- _BRIEF_
Line by line, copy the records below exactly.

Data excerpts:
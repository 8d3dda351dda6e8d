//! In-page scripts used by the Chromium driver.
//!
//! Every element script resolves its locator afresh and returns
//! `{ "found": bool, "value": ... }` so absence is distinguishable from a
//! `null` value.

use harvest_locator::{Locator, LocatorKind};
use serde::Deserialize;
use serde_json::Value;

/// Decoded result of an element script.
#[derive(Debug, Deserialize)]
pub(crate) struct Probe<T> {
    pub found: bool,
    pub value: Option<T>,
}

/// JS string literal for `s`.
fn literal(s: &str) -> String {
    Value::String(s.to_string()).to_string()
}

/// Expression evaluating to the array of elements matching `locator`.
fn resolve_all(locator: &Locator) -> String {
    let value = literal(locator.value());
    match locator.kind() {
        LocatorKind::Id => format!(
            "(() => {{ const e = document.getElementById({value}); return e ? [e] : []; }})()"
        ),
        LocatorKind::XPath => format!(
            "(() => {{ const r = document.evaluate({value}, document, null, \
             XPathResult.ORDERED_NODE_SNAPSHOT_TYPE, null); const out = []; \
             for (let i = 0; i < r.snapshotLength; i++) out.push(r.snapshotItem(i)); \
             return out; }})()"
        ),
        LocatorKind::Css => format!("Array.from(document.querySelectorAll({value}))"),
        LocatorKind::Class => format!("Array.from(document.getElementsByClassName({value}))"),
        LocatorKind::TagName => format!("Array.from(document.getElementsByTagName({value}))"),
        LocatorKind::Name => format!("Array.from(document.getElementsByName({value}))"),
        LocatorKind::LinkText => format!(
            "Array.from(document.querySelectorAll('a')).filter(a => a.innerText.trim() === {value})"
        ),
        LocatorKind::PartialLinkText => format!(
            "Array.from(document.querySelectorAll('a')).filter(a => a.innerText.includes({value}))"
        ),
    }
}

/// Wrap `body` so it runs with `all` (every match) and `el` (the target
/// element, or `null`) in scope. `body` must evaluate to the probe value.
fn with_element(locator: &Locator, body: &str) -> String {
    let index = locator.position().map_or(0, |n| n.saturating_sub(1));
    format!(
        "(() => {{ const all = {all}; const el = all[{index}] || null; \
         if (!el) return {{ found: false }}; \
         return {{ found: true, value: (() => {{ {body} }})() }}; }})()",
        all = resolve_all(locator),
    )
}

pub(crate) fn count(locator: &Locator) -> String {
    format!("({}).length", resolve_all(locator))
}

pub(crate) fn state(locator: &Locator) -> String {
    with_element(
        locator,
        "const style = window.getComputedStyle(el); \
         const boxed = !!(el.offsetWidth || el.offsetHeight || el.getClientRects().length); \
         return { displayed: boxed && style.visibility !== 'hidden' && style.display !== 'none', \
                  enabled: !el.disabled, selected: !!(el.checked || el.selected) };",
    )
}

pub(crate) fn text(locator: &Locator) -> String {
    with_element(locator, "return (el.innerText ?? el.textContent ?? '').trim();")
}

pub(crate) fn attribute(locator: &Locator, name: &str) -> String {
    with_element(locator, &format!("return el.getAttribute({});", literal(name)))
}

pub(crate) fn inner_html(locator: &Locator) -> String {
    with_element(locator, "return el.innerHTML;")
}

pub(crate) fn click(locator: &Locator) -> String {
    with_element(locator, "el.click(); return true;")
}

pub(crate) fn double_click(locator: &Locator) -> String {
    with_element(
        locator,
        "el.dispatchEvent(new MouseEvent('dblclick', { bubbles: true, cancelable: true })); \
         return true;",
    )
}

pub(crate) fn clear(locator: &Locator) -> String {
    with_element(
        locator,
        "el.value = ''; \
         el.dispatchEvent(new Event('input', { bubbles: true })); \
         el.dispatchEvent(new Event('change', { bubbles: true })); \
         return true;",
    )
}

pub(crate) fn type_text(locator: &Locator, text: &str) -> String {
    with_element(
        locator,
        &format!(
            "el.focus(); el.value = (el.value || '') + {}; \
             el.dispatchEvent(new Event('input', {{ bubbles: true }})); \
             el.dispatchEvent(new Event('change', {{ bubbles: true }})); \
             return true;",
            literal(text)
        ),
    )
}

pub(crate) fn send_enter(locator: &Locator) -> String {
    with_element(
        locator,
        "for (const type of ['keydown', 'keypress', 'keyup']) { \
           el.dispatchEvent(new KeyboardEvent(type, { key: 'Enter', code: 'Enter', keyCode: 13, \
             which: 13, bubbles: true })); \
         } \
         return true;",
    )
}

/// Select script; the probe value is `false` when no option matches.
pub(crate) fn select_by(locator: &Locator, predicate: &str) -> String {
    with_element(
        locator,
        &format!(
            "const options = Array.from(el.options || []); \
             const idx = options.findIndex((o, i) => {predicate}); \
             if (idx < 0) return false; \
             el.selectedIndex = idx; \
             el.dispatchEvent(new Event('change', {{ bubbles: true }})); \
             return true;"
        ),
    )
}

pub(crate) fn select_by_value(locator: &Locator, value: &str) -> String {
    select_by(locator, &format!("o.value === {}", literal(value)))
}

pub(crate) fn select_by_text(locator: &Locator, text: &str) -> String {
    select_by(locator, &format!("o.text.trim() === {}", literal(text.trim())))
}

pub(crate) fn select_by_index(locator: &Locator, index: usize) -> String {
    select_by(locator, &format!("i === {index}"))
}

pub(crate) fn option_texts(locator: &Locator) -> String {
    with_element(locator, "return Array.from(el.options || []).map(o => o.text.trim());")
}

pub(crate) fn selected_option_text(locator: &Locator) -> String {
    with_element(
        locator,
        "return el.selectedIndex >= 0 ? el.options[el.selectedIndex].text.trim() : null;",
    )
}

pub(crate) fn scroll_into_view(locator: &Locator) -> String {
    with_element(locator, "el.scrollIntoView(true); return true;")
}

pub(crate) const DOCUMENT_READY: &str = "document.readyState === 'complete'";

pub(crate) const AJAX_IDLE: &str = "typeof jQuery === 'undefined' || jQuery.active === 0";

- _SOLUTION TO THIS PROBLEM_
repository 8d3dda351dda6e8d
//! In-page scripts used by the Chromium driver.
//!
//! Every element script resolves its locator afresh and returns
//! `{ "found": bool, "value": ... }` so absence is distinguishable from a
//! `null` value.

use harvest_locator::{Locator, LocatorKind};
use serde::Deserialize;
use serde_json::Value;

/// Decoded result of an element script.
#[derive(Debug, Deserialize)]
pub(crate) struct Probe<T> {
    pub found: bool,
    pub value: Option<T>,
}

/// JS string literal for `s`.
fn literal(s: &str) -> String {
    Value::String(s.to_string()).to_string()
}

/// Expression evaluating to the array of elements matching `locator`.
fn resolve_all(locator: &Locator) -> String {
    let value = literal(locator.value());
    match locator.kind() {
        LocatorKind::Id => format!(
            "(() => {{ const e = document.getElementById({value}); return e ? [e] : []; }})()"
        ),
        LocatorKind::XPath => format!(
            "(() => {{ const r = document.evaluate({value}, document, null, \
             XPathResult.ORDERED_NODE_SNAPSHOT_TYPE, null); const out = []; \
             for (let i = 0; i < r.snapshotLength; i++) out.push(r.snapshotItem(i)); \
             return out; }})()"
        ),
        LocatorKind::Css => format!("Array.from(document.querySelectorAll({value}))"),
        LocatorKind::Class => format!("Array.from(document.getElementsByClassName({value}))"),
        LocatorKind::TagName => format!("Array.from(document.getElementsByTagName({value}))"),
        LocatorKind::Name => format!("Array.from(document.getElementsByName({value}))"),
        LocatorKind::LinkText => format!(
            "Array.from(document.querySelectorAll('a')).filter(a => a.innerText.trim() === {value})"
        ),
        LocatorKind::PartialLinkText => format!(
            "Array.from(document.querySelectorAll('a')).filter(a => a.innerText.includes({value}))"
        ),
    }
}

/// Wrap `body` so it runs with `all` (every match) and `el` (the target
/// element, or `null`) in scope. `body` must evaluate to the probe value.
fn with_element(locator: &Locator, body: &str) -> String {
    let index = locator.position().map_or(0, |n| n.saturating_sub(1));
    format!(
        "(() => {{ const all = {all}; const el = all[{index}] || null; \
         if (!el) return {{ found: false }}; \
         return {{ found: true, value: (() => {{ {body} }})() }}; }})()",
        all = resolve_all(locator),
    )
}

pub(crate) fn count(locator: &Locator) -> String {
    format!("({}).length", resolve_all(locator))
}

pub(crate) fn state(locator: &Locator) -> String {
    with_element(
        locator,
        "const style = window.getComputedStyle(el); \
         const boxed = !!(el.offsetWidth || el.offsetHeight || el.getClientRects().length); \
         return { displayed: boxed && style.visibility !== 'hidden' && style.display !== 'none', \
                  enabled: !el.disabled, selected: !!(el.checked || el.selected) };",
    )
}

pub(crate) fn text(locator: &Locator) -> String {
    with_element(locator, "return (el.innerText ?? el.textContent ?? '').trim();")
}

pub(crate) fn attribute(locator: &Locator, name: &str) -> String {
    with_element(locator, &format!("return el.getAttribute({});", literal(name)))
}

pub(crate) fn inner_html(locator: &Locator) -> String {
    with_element(locator, "return el.innerHTML;")
}

pub(crate) fn click(locator: &Locator) -> String {
    with_element(locator, "el.click(); return true;")
}

pub(crate) fn double_click(locator: &Locator) -> String {
    with_element(
        locator,
        "el.dispatchEvent(new MouseEvent('dblclick', { bubbles: true, cancelable: true })); \
         return true;",
    )
}

pub(crate) fn clear(locator: &Locator) -> String {
    with_element(
        locator,
        "el.value = ''; \
         el.dispatchEvent(new Event('input', { bubbles: true })); \
         el.dispatchEvent(new Event('change', { bubbles: true })); \
         return true;",
    )
}

pub(crate) fn type_text(locator: &Locator, text: &str) -> String {
    with_element(
        locator,
        &format!(
            "el.focus(); el.value = (el.value || '') + {}; \
             el.dispatchEvent(new Event('input', {{ bubbles: true }})); \
             el.dispatchEvent(new Event('change', {{ bubbles: true }})); \
             return true;",
            literal(text)
        ),
    )
}

pub(crate) fn send_enter(locator: &Locator) -> String {
    with_element(
        locator,
        "for (const type of ['keydown', 'keypress', 'keyup']) { \
           el.dispatchEvent(new KeyboardEvent(type, { key: 'Enter', code: 'Enter', keyCode: 13, \
             which: 13, bubbles: true })); \
         } \
         return true;",
    )
}

/// Select script; the probe value is `false` when no option matches.
pub(crate) fn select_by(locator: &Locator, predicate: &str) -> String {
    with_element(
        locator,
        &format!(
            "const options = Array.from(el.options || []); \
             const idx = options.findIndex((o, i) => {predicate}); \
             if (idx < 0) return false; \
             el.selectedIndex = idx; \
             el.dispatchEvent(new Event('change', {{ bubbles: true }})); \
             return true;"
        ),
    )
}

pub(crate) fn select_by_value(locator: &Locator, value: &str) -> String {
    select_by(locator, &format!("o.value === {}", literal(value)))
}

pub(crate) fn select_by_text(locator: &Locator, text: &str) -> String {
    select_by(locator, &format!("o.text.trim() === {}", literal(text.trim())))
}

pub(crate) fn select_by_index(locator: &Locator, index: usize) -> String {
    select_by(locator, &format!("i === {index}"))
}

pub(crate) fn option_texts(locator: &Locator) -> String {
    with_element(locator, "return Array.from(el.options || []).map(o => o.text.trim());")
}

pub(crate) fn selected_option_text(locator: &Locator) -> String {
    with_element(
        locator,
        "return el.selectedIndex >= 0 ? el.options[el.selectedIndex].text.trim() : null;",
    )
}

pub(crate) fn scroll_into_view(locator: &Locator) -> String {
    with_element(locator, "el.scrollIntoView(true); return true;")
}

pub(crate) const DOCUMENT_READY: &str = "document.readyState === 'complete'";

pub(crate) const AJAX_IDLE: &str = "typeof jQuery === 'undefined' || jQuery.active === 0";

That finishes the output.